Bu deneyimlerin çoğu başıma gelirken aslında bunları beklemiyordum, hatta istemiyordum. BDD'leri istedim
çünkü bunlar benim zihnimde somut ve tartışılmazdı. Tesadüfler ya da büyüklük yanılgıları olarak göz ardı
edilemezlerdi. Bir katılımcı olarak benim için inkar edilemez derecede gerçekti. Yine de BDD tekniklerimi
uyguladığımda değişen bilinç durumlarını ve meditasyonu keşfediyordum. Ve bu, tüm diğer "psişik"
deneyimlerin ve daha fazlasının kilidini açmak için yeterliydi.

Bu nedenle sizi uyarıyorum: Eğer kendiniz için beden dışı deneyimleri denemeyi planlıyorsanız, diğer
psişik deneyimlerin olası bombardımanına hazırlıklı olun. Öte yandan amacınız psişik yetenekleri
geliştirmekse BDD tekniklerini uygulamak işe yarayabilir. Anlaşmadan birkaç OBE de alabilirsiniz!

Psişik deneyimin olasılıkları normal deneyim kadar geniş ve çeşitlidir. Ancak bir kişinin psişik yetenekleri onu
diğerlerinden daha manevi veya daha iyi yapmaz. Beden dışı deneyimler veya psişik deneyimler yaratmayı
hedeflemek yerine, ruhsal gelişim için çabalamanızı tercih ederim (bu sizin için ne anlama geliyorsa). Kendi
ruhsal gelişiminiz üzerinde çalışmanın sizi doğal olarak daha psişik hale getireceğine inanıyorum. ilerlemek.
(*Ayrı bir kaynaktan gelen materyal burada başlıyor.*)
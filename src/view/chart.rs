// src/view/chart.rs
//
// Toolkit-neutral chart descriptions. The GUI paints them, the CLI prints
// them; neither decides colours, order or emphasis on its own.

use std::collections::HashMap;

use super::color::{self, Rgb};
use crate::aggregate::GroupWeek;
use crate::week::WeekOrder;

#[derive(Clone, Debug, PartialEq)]
pub struct ChartSpec {
    pub title: String,
    pub x_label: String,
    pub y_label: String,
    /// Category axis, left to right.
    pub categories: Vec<String>,
    pub plot: Plot,
}

#[derive(Clone, Debug, PartialEq)]
pub enum Plot {
    /// One bar per category, same order.
    Bars(Vec<Bar>),
    Lines(Vec<LineSeries>),
}

#[derive(Clone, Debug, PartialEq)]
pub struct Bar {
    pub value: f64,
    pub color: Rgb,
    pub emphasized: bool,
}

#[derive(Clone, Debug, PartialEq)]
pub struct LineSeries {
    pub name: String,
    /// One slot per category; `None` = no point there.
    pub points: Vec<Option<f64>>,
    pub style: LineStyle,
}

#[derive(Clone, Copy, Debug, PartialEq)]
pub struct LineStyle {
    pub color: Rgb,
    pub width: f32,
    pub dashed: bool,
    pub marker_radius: f32,
}

impl LineStyle {
    pub const SELECTED: LineStyle =
        LineStyle { color: color::PRIMARY, width: 4.0, dashed: false, marker_radius: 5.0 };
    pub const MUTED: LineStyle =
        LineStyle { color: color::MUTED, width: 1.5, dashed: true, marker_radius: 2.5 };

    pub const fn plain(color: Rgb) -> Self {
        LineStyle { color, width: 2.0, dashed: false, marker_radius: 3.0 }
    }
}

/// Emphasis applies only when the selected label is actually on the chart;
/// otherwise every entity gets its own palette colour.
#[derive(Clone, Copy, Debug, PartialEq, Eq)]
pub enum Highlight<'a> {
    Palette,
    Selected(&'a str),
}

impl<'a> Highlight<'a> {
    pub fn resolve<'b>(selected: Option<&'a str>, mut labels: impl Iterator<Item = &'b str>) -> Self {
        match selected {
            Some(sel) if labels.any(|l| l == sel) => Highlight::Selected(sel),
            _ => Highlight::Palette,
        }
    }

    /// Bar colour and whether the bar is the emphasised one.
    pub fn bar(&self, label: &str, index: usize) -> (Rgb, bool) {
        match self {
            Highlight::Palette => (color::palette(index), false),
            Highlight::Selected(sel) if *sel == label => (color::PRIMARY, true),
            Highlight::Selected(_) => (color::MUTED, false),
        }
    }

    pub fn line(&self, label: &str, index: usize) -> LineStyle {
        match self {
            Highlight::Palette => LineStyle::plain(color::palette(index)),
            Highlight::Selected(sel) if *sel == label => LineStyle::SELECTED,
            Highlight::Selected(_) => LineStyle::MUTED,
        }
    }
}

impl ChartSpec {
    pub fn is_empty(&self) -> bool {
        self.categories.is_empty()
    }

    /// Largest value on the chart (0 when empty); the painter's y-range.
    pub fn max_value(&self) -> f64 {
        let it: Box<dyn Iterator<Item = f64>> = match &self.plot {
            Plot::Bars(bars) => Box::new(bars.iter().map(|b| b.value)),
            Plot::Lines(lines) => Box::new(lines.iter().flat_map(|l| l.points.iter().flatten().copied())),
        };
        it.fold(0.0, f64::max)
    }
}

/// Entity comparison bars (groups or runners), in the given order.
pub fn comparison_bars(
    title: String,
    x_label: &str,
    y_label: &str,
    data: &[(String, f64)],
    selected: Option<&str>,
) -> ChartSpec {
    let hl = Highlight::resolve(selected, data.iter().map(|(l, _)| l.as_str()));
    let bars = data
        .iter()
        .enumerate()
        .map(|(i, (label, km))| {
            let (color, emphasized) = hl.bar(label, i);
            Bar { value: *km, color, emphasized }
        })
        .collect();

    ChartSpec {
        title,
        x_label: s!(x_label),
        y_label: s!(y_label),
        categories: data.iter().map(|(l, _)| l.clone()).collect(),
        plot: Plot::Bars(bars),
    }
}

/// Single-colour bars, one per week of `data` (already on the week axis).
pub fn week_bars(title: String, data: &[(String, f64)]) -> ChartSpec {
    ChartSpec {
        title,
        x_label: s!("Kalenderwoche"),
        y_label: s!("KM"),
        categories: data.iter().map(|(w, _)| w.clone()).collect(),
        plot: Plot::Bars(
            data.iter()
                .map(|(_, km)| Bar { value: *km, color: color::PRIMARY, emphasized: false })
                .collect(),
        ),
    }
}

/// One line per group over the challenge week axis.
pub fn cumulative_lines(title: String, data: &[GroupWeek], order: &WeekOrder, selected: Option<&str>) -> ChartSpec {
    // `data` is sorted by group; keep first-seen order for palette stability.
    let mut groups: Vec<&str> = Vec::new();
    let mut points: HashMap<&str, Vec<Option<f64>>> = HashMap::new();
    for gw in data {
        let slots = points.entry(gw.group.as_str()).or_insert_with(|| {
            groups.push(gw.group.as_str());
            vec![None; order.len()]
        });
        if let Some(pos) = order.position(&gw.week_label) {
            slots[pos] = Some(gw.cumulative_km);
        }
    }

    let hl = Highlight::resolve(selected, groups.iter().copied());
    let series = groups
        .iter()
        .enumerate()
        .map(|(i, g)| LineSeries {
            name: s!(*g),
            points: points.remove(g).unwrap_or_default(),
            style: hl.line(g, i),
        })
        .collect();

    ChartSpec {
        title,
        x_label: s!("Kalenderwoche"),
        y_label: s!("Kumulierte KM"),
        categories: order.labels().to_vec(),
        plot: Plot::Lines(series),
    }
}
http://www.winternet.com/~rsp/chap25.html (7/8) [4/5/1999 9:28:19]


chap25.html

EGZERSİZ 25
Psişik Becerilerin Geliştirilmesi

Psişik deneyimler hakkında daha fazla şey öğrendikçe, psişik yeteneklerimin döngüler halinde kaybolup
kaybolduğunu keşfettim. Bazen güçlü oluyorlar, bazen de tamamen yok oluyorlarmış gibi görünüyorlar. Ayrıca
psişik yetenekleri arttırmanın mümkün olduğunu da öğrendim. İşte psişik yeteneklerinizi artırabilecek bazı
egzersizler:
- Meditasyon ve OBE'ler uygulayın.
- Uyumadan hemen önce ve ilk uyandığınızda kendinize önerilerde bulunun. Örneğin: "Medyum olmak
istiyorum."
- Kendinizi her yöne sevgi saçarken hayal edin.
- Tüm mahallenizin duygularını hissetmeye çalışana kadar farkındalığınızı genişlettiğinizi
hayal edin.
- Müzikal meditasyon yapmayı ve hipnotik şarkılar dinlemeyi deneyin.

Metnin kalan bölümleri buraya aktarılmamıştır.